[Saved data entries]
::::

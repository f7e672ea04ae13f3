//! SQLite-backed song store.
//!
//! Holds two per-user lists: songs the user accepted and the most recent
//! successful identifications. Writes are idempotent under duplicate
//! delivery, so callers can fire them without coordinating retries.
//!
//! # Schema
//!
//! - **saved_songs**: one row per `(user, song, artist)`, case-insensitive.
//!   A duplicate accept keeps the original row.
//! - **recent_searches**: one row per `(user, song, artist)`. A repeat
//!   refreshes the timestamp so the entry moves back to the top.

use async_trait::async_trait;
use sqlx::sqlite::{SqlitePool, SqlitePoolOptions};
use std::path::Path;
use std::time::Duration;

use crate::catalog::TrackMetadata;
use crate::protocol::UserHandle;
use crate::store::{RecentEntry, ResultSink, SavedSong, StoreError};

// ============================================================================
// Schema
// ============================================================================

const CREATE_SAVED: &str = r#"
CREATE TABLE IF NOT EXISTS saved_songs (
    user_handle  TEXT NOT NULL,
    song         TEXT NOT NULL,
    artist       TEXT NOT NULL,
    verse        TEXT,
    album_name   TEXT,
    album_image  TEXT,
    release_date TEXT,
    catalog_id   TEXT,
    genres       TEXT NOT NULL DEFAULT '[]',
    saved_at     TEXT NOT NULL,
    UNIQUE (user_handle, song, artist) ON CONFLICT IGNORE
)
"#;

const CREATE_RECENT: &str = r#"
CREATE TABLE IF NOT EXISTS recent_searches (
    user_handle TEXT NOT NULL,
    song        TEXT NOT NULL,
    artist      TEXT NOT NULL,
    searched_at TEXT NOT NULL,
    PRIMARY KEY (user_handle, song, artist)
)
"#;

type SavedRow = (
    String,
    String,
    Option<String>,
    Option<String>,
    Option<String>,
    Option<String>,
    Option<String>,
    String,
    String,
);

// ============================================================================
// Store
// ============================================================================

#[derive(Clone)]
pub struct SongStore {
    pool: SqlitePool,
}

impl SongStore {
    /// Opens (creating if needed) the database file at `path`.
    pub async fn open(path: &Path) -> Result<Self, StoreError> {
        if let Some(parent) = path.parent()
            && !parent.as_os_str().is_empty()
        {
            tokio::fs::create_dir_all(parent)
                .await
                .map_err(|e| StoreError::Database(sqlx::Error::Io(e)))?;
        }
        let url = format!("sqlite:{}?mode=rwc", path.display());
        let pool = SqlitePoolOptions::new()
            .max_connections(4)
            .acquire_timeout(Duration::from_secs(5))
            .connect(&url)
            .await?;
        tracing::info!(path = %path.display(), "Opened song store");
        Self::with_pool(pool).await
    }

    /// Private in-memory store, used by tests and `--database :memory:`.
    pub async fn in_memory() -> Result<Self, StoreError> {
        // Each connection to `sqlite::memory:` is its own database.
        let pool = SqlitePoolOptions::new()
            .max_connections(1)
            .idle_timeout(None)
            .max_lifetime(None)
            .connect("sqlite::memory:")
            .await?;
        Self::with_pool(pool).await
    }

    async fn with_pool(pool: SqlitePool) -> Result<Self, StoreError> {
        sqlx::query(CREATE_SAVED).execute(&pool).await?;
        sqlx::query(CREATE_RECENT).execute(&pool).await?;
        Ok(Self { pool })
    }

    /// Saved songs for `user`, newest first.
    pub async fn list_saved(&self, user: &UserHandle) -> Result<Vec<SavedSong>, StoreError> {
        let rows: Vec<SavedRow> = sqlx::query_as(
            "SELECT song, artist, verse, album_name, album_image, release_date, catalog_id, genres, saved_at \
             FROM saved_songs WHERE user_handle = ? ORDER BY saved_at DESC, rowid DESC",
        )
        .bind(user.as_str())
        .fetch_all(&self.pool)
        .await?;

        let mut songs = Vec::with_capacity(rows.len());
        for (song, artist, verse, album_name, album_image, release_date, catalog_id, genres, saved_at) in rows {
            songs.push(SavedSong {
                song,
                artist,
                verse,
                metadata: TrackMetadata {
                    album_name,
                    album_image,
                    release_date,
                    catalog_id,
                    genres: serde_json::from_str(&genres)?,
                },
                timestamp: saved_at,
            });
        }
        Ok(songs)
    }

    /// Recent searches for `user`, newest first, at most `limit`.
    pub async fn list_recent(&self, user: &UserHandle, limit: u32) -> Result<Vec<RecentEntry>, StoreError> {
        let rows: Vec<(String, String, String)> = sqlx::query_as(
            "SELECT song, artist, searched_at FROM recent_searches \
             WHERE user_handle = ? ORDER BY searched_at DESC LIMIT ?",
        )
        .bind(user.as_str())
        .bind(i64::from(limit))
        .fetch_all(&self.pool)
        .await?;

        Ok(rows
            .into_iter()
            .map(|(song, artist, timestamp)| RecentEntry { song, artist, timestamp })
            .collect())
    }
}

// ============================================================================
// ResultSink
// ============================================================================

#[async_trait]
impl ResultSink for SongStore {
    async fn append_accepted(&self, user: &UserHandle, song: &SavedSong) -> Result<(), StoreError> {
        let genres = serde_json::to_string(&song.metadata.genres)?;
        let existing: Option<(i64,)> = sqlx::query_as(
            "SELECT 1 FROM saved_songs WHERE user_handle = ? AND lower(song) = lower(?) AND lower(artist) = lower(?)",
        )
        .bind(user.as_str())
        .bind(&song.song)
        .bind(&song.artist)
        .fetch_optional(&self.pool)
        .await?;
        if existing.is_some() {
            tracing::debug!(song = %song.song, artist = %song.artist, "Song already saved");
            return Ok(());
        }

        sqlx::query(
            "INSERT INTO saved_songs \
             (user_handle, song, artist, verse, album_name, album_image, release_date, catalog_id, genres, saved_at) \
             VALUES (?, ?, ?, ?, ?, ?, ?, ?, ?, ?)",
        )
        .bind(user.as_str())
        .bind(&song.song)
        .bind(&song.artist)
        .bind(&song.verse)
        .bind(&song.metadata.album_name)
        .bind(&song.metadata.album_image)
        .bind(&song.metadata.release_date)
        .bind(&song.metadata.catalog_id)
        .bind(genres)
        .bind(&song.timestamp)
        .execute(&self.pool)
        .await?;
        tracing::info!(user = %user, song = %song.song, artist = %song.artist, "Saved song");
        Ok(())
    }

    async fn append_recent(&self, user: &UserHandle, entry: &RecentEntry) -> Result<(), StoreError> {
        sqlx::query(
            "INSERT INTO recent_searches (user_handle, song, artist, searched_at) VALUES (?, ?, ?, ?) \
             ON CONFLICT (user_handle, song, artist) DO UPDATE SET searched_at = excluded.searched_at",
        )
        .bind(user.as_str())
        .bind(&entry.song)
        .bind(&entry.artist)
        .bind(&entry.timestamp)
        .execute(&self.pool)
        .await?;
        Ok(())
    }

    async fn remove(&self, user: &UserHandle, song: &str, artist: &str) -> Result<(), StoreError> {
        let result = sqlx::query(
            "DELETE FROM saved_songs WHERE user_handle = ? AND lower(song) = lower(?) AND lower(artist) = lower(?)",
        )
        .bind(user.as_str())
        .bind(song.trim())
        .bind(artist.trim())
        .execute(&self.pool)
        .await?;
        tracing::info!(user = %user, song, artist, removed = result.rows_affected(), "Removed saved song");
        Ok(())
    }
}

::::

__WHAT IS REQUIRED__
Go through the entries above and pull out each line with "Duration" in it.

__RESPONSE TO THIS TASK__
use std::time::Duration;
            .acquire_timeout(Duration::from_secs(5))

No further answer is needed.